After teaching for a year in Florence, Italy, he became instructor at the Lehranstalt (formerly Hochschule) für die Wissenschaft des Judentums, a rabbinical seminary in Berlin. In 1938, he completed his history of Aramaic studies, which was awarded the Lidzbarski Medal and Prize from the Deutsche Morgenländische Gesellschaft. The prize money was withheld from him because he was Jewish, yet on Schaeder's initiative, he was given a prize medal in gold to compensate him for the loss.

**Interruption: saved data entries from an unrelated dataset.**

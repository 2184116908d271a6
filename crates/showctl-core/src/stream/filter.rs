// ── Filter predicates for mirror snapshots ──
//
// Used by listing commands to narrow a snapshot without another query.

use crate::model::{Knob, KnobAddress, KnobKind, KnobOwner, PatchItem};

/// Filter predicate for patched fixtures.
#[derive(Debug, Clone, PartialEq, Eq)]
pub enum PatchFilter {
    Patched,
    Unpatched,
    InUniverse(u32),
    ByKind(String),
}

impl PatchFilter {
    pub fn matches(&self, item: &PatchItem) -> bool {
        match self {
            Self::Patched => item.is_patched(),
            Self::Unpatched => !item.is_patched(),
            Self::InUniverse(u) => item.address.is_some_and(|a| a.universe == *u),
            Self::ByKind(kind) => item.kind.eq_ignore_ascii_case(kind),
        }
    }
}

/// Filter predicate for knobs.
#[derive(Debug, Clone, Copy, PartialEq, Eq)]
pub enum KnobFilter {
    ByOwner(KnobOwner),
    ByKind(KnobKind),
}

impl KnobFilter {
    pub fn matches(&self, address: &KnobAddress, knob: &Knob) -> bool {
        match self {
            Self::ByOwner(owner) => address.owner() == *owner,
            Self::ByKind(kind) => knob.kind() == *kind,
        }
    }
}
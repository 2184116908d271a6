//! Live watch: connection changes, server notices and entity counts.
//!
//! Stays connected across reconnects until interrupted. Table and plain
//! output print one colored line per event; structured formats print one
//! JSON document per line.

use chrono::{DateTime, Local};
use owo_colors::OwoColorize;
use serde::Serialize;
use tokio::sync::broadcast::error::RecvError;
use tokio_stream::StreamExt;
use tracing::warn;

use showctl_core::{Controller, Mirror, Notice};

use crate::cli::{GlobalOpts, OutputFormat, WatchArgs};
use crate::error::CliError;
use crate::output;

use super::util;

// ── Events ──────────────────────────────────────────────────────────

#[derive(Debug, Clone, Copy, PartialEq, Eq, Serialize)]
struct Counts {
    clocks: usize,
    wiggles: usize,
    knobs: usize,
    fixtures: usize,
}

impl Counts {
    fn of(mirror: &Mirror) -> Self {
        Self {
            clocks: mirror.clocks().entries().len(),
            wiggles: mirror.wiggles().entries().len(),
            knobs: mirror.knobs().entries().len(),
            fixtures: mirror.patches().entries().len(),
        }
    }

    /// Counts of a synced snapshot, if they differ from `last`.
    fn changed(last: &mut Option<Self>, mirror: &Mirror) -> Option<Self> {
        if !mirror.is_synced() {
            return None;
        }
        let counts = Self::of(mirror);
        (last.replace(counts) != Some(counts)).then_some(counts)
    }
}

#[derive(Debug, Serialize)]
enum WatchEvent {
    Notice(Notice),
    Counts(Counts),
}

#[derive(Debug, Serialize)]
struct WatchLine {
    at: DateTime<Local>,
    #[serde(flatten)]
    event: WatchEvent,
}

// ── Rendering ───────────────────────────────────────────────────────

#[derive(Clone, Copy)]
enum Tone {
    Good,
    Bad,
    Info,
}

fn describe(event: &WatchEvent) -> (Tone, &'static str, String) {
    match event {
        WatchEvent::Notice(notice) => match notice {
            Notice::ConnectionOpened { opens } => {
                let detail = if *opens > 1 {
                    format!("reconnected (open #{opens}), resyncing")
                } else {
                    "connected, syncing".into()
                };
                (Tone::Good, "open", detail)
            }
            Notice::ConnectionClosed { reason } => (
                Tone::Bad,
                "closed",
                reason.clone().unwrap_or_else(|| "connection lost".into()),
            ),
            Notice::ServerError(message) => (Tone::Bad, "error", message.clone()),
            Notice::ShowLibraryError(message) => (Tone::Bad, "library", message.clone()),
            Notice::ShowSaved => (Tone::Good, "saved", "show saved".into()),
            Notice::ShowLoaded(name) => (Tone::Info, "loaded", format!("show '{name}' loaded")),
            Notice::ServerQuit => (Tone::Bad, "quit", "server is shutting down".into()),
        },
        WatchEvent::Counts(c) => (
            Tone::Info,
            "mirror",
            format!(
                "{} clocks, {} wiggles, {} knobs, {} fixtures",
                c.clocks, c.wiggles, c.knobs, c.fixtures
            ),
        ),
    }
}

fn render_line(line: &WatchLine, format: &OutputFormat, color: bool) -> String {
    match format {
        OutputFormat::Json | OutputFormat::JsonCompact | OutputFormat::Yaml => {
            output::render_json(line, true)
        }
        OutputFormat::Table | OutputFormat::Plain => {
            let (tone, tag, detail) = describe(&line.event);
            let time = line.at.format("%H:%M:%S").to_string();
            let tag = format!("{tag:<7}");
            if color {
                let tag = match tone {
                    Tone::Good => tag.green().bold().to_string(),
                    Tone::Bad => tag.red().bold().to_string(),
                    Tone::Info => tag.cyan().to_string(),
                };
                format!("{}  {tag}  {detail}", time.dimmed())
            } else {
                format!("{time}  {tag}  {detail}")
            }
        }
    }
}

fn emit(global: &GlobalOpts, color: bool, event: WatchEvent) {
    let line = WatchLine {
        at: Local::now(),
        event,
    };
    output::print_output(&render_line(&line, &global.output, color), global.quiet);
}

// ── Handler ─────────────────────────────────────────────────────────

pub async fn handle(
    controller: Controller,
    args: &WatchArgs,
    global: &GlobalOpts,
) -> Result<(), CliError> {
    let color = output::should_color(&global.color);
    let mut notices = controller.notices();
    let mut snapshots = controller.subscribe().into_stream();

    controller.connect().await?;
    util::done(
        global,
        format!("Watching {} (Ctrl-C to stop)", controller.config().url),
    );

    let interrupted = tokio::signal::ctrl_c();
    tokio::pin!(interrupted);
    let mut last_counts = None;

    let result = loop {
        tokio::select! {
            signal = &mut interrupted => break signal.map_err(CliError::from),
            notice = notices.recv() => match notice {
                Ok(notice) => emit(global, color, WatchEvent::Notice(notice)),
                Err(RecvError::Lagged(skipped)) => {
                    warn!(skipped, "watch fell behind, notices dropped");
                }
                Err(RecvError::Closed) => break Ok(()),
            },
            snapshot = snapshots.next(), if args.counts => {
                let Some(snapshot) = snapshot else { break Ok(()) };
                if let Some(counts) = Counts::changed(&mut last_counts, &snapshot) {
                    emit(global, color, WatchEvent::Counts(counts));
                }
            }
        }
    };

    controller.disconnect().await;
    result
}

#[cfg(test)]
#[allow(clippy::unwrap_used)]
mod tests {
    use chrono::TimeZone;
    use pretty_assertions::assert_eq;

    use super::*;

    fn line(event: WatchEvent) -> WatchLine {
        WatchLine {
            at: Local.with_ymd_and_hms(2026, 3, 14, 20, 5, 9).unwrap(),
            event,
        }
    }

    #[test]
    fn counts_report_synced_changes_once() {
        use showctl_core::protocol::{ClockResponse, KnobResponse, PatchResponse, WiggleResponse};
        use showctl_core::Response;

        let mut mirror = Mirror::new();
        let mut last = None;
        assert_eq!(Counts::changed(&mut last, &mirror), None);

        for response in [
            Response::Clock(ClockResponse::State(vec![])),
            Response::Wiggle(WiggleResponse::State(vec![])),
            Response::Knob(KnobResponse::State(vec![])),
            Response::Patch(PatchResponse::PatchState(vec![])),
        ] {
            mirror.apply(response).unwrap();
        }
        let empty = Counts {
            clocks: 0,
            wiggles: 0,
            knobs: 0,
            fixtures: 0,
        };
        assert_eq!(Counts::changed(&mut last, &mirror), Some(empty));
        assert_eq!(Counts::changed(&mut last, &mirror), None);
    }

    #[test]
    fn plain_lines_are_uncolored() {
        let out = render_line(
            &line(WatchEvent::Notice(Notice::ServerError("no port".into()))),
            &OutputFormat::Plain,
            false,
        );
        assert_eq!(out, "20:05:09  error    no port");
    }

    #[test]
    fn reconnects_are_called_out() {
        let (_, tag, detail) = describe(&WatchEvent::Notice(Notice::ConnectionOpened { opens: 3 }));
        assert_eq!(tag, "open");
        assert_eq!(detail, "reconnected (open #3), resyncing");
    }

    #[test]
    fn json_lines_carry_the_event() {
        let out = render_line(
            &line(WatchEvent::Counts(Counts {
                clocks: 1,
                wiggles: 2,
                knobs: 5,
                fixtures: 12,
            })),
            &OutputFormat::Json,
            true,
        );
        let value: serde_json::Value = serde_json::from_str(&out).unwrap();
        assert_eq!(value["Counts"]["fixtures"], 12);
        assert!(value["at"].is_string());
    }
}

Shortly after the infamous Kristallnacht, Rosenthal left Germany in December 1938 and went to Sweden, where he was invited through the offices of the Swedish historian of religions H.S. Nyberg (1889–1974). From there he went to England, where he arrived in April 1939, and eventually came to the United States in 1940, having received an invitation to join the faculty of the Hebrew Union College (HUC) in Cincinnati, Ohio. He became a US citizen in 1943 and during the war worked on translations from Arabic for the Office of Strategic Services in Washington, D.C. Following the war, he returned to academia, first at HUC and then in 1948 moved to the University of Pennsylvania. In 1956, he was appointed the Louis M. Rabinowitz Professor of Semitic Languages at Yale. He became a Sterling Professor in 1967 and emeritus in 1985.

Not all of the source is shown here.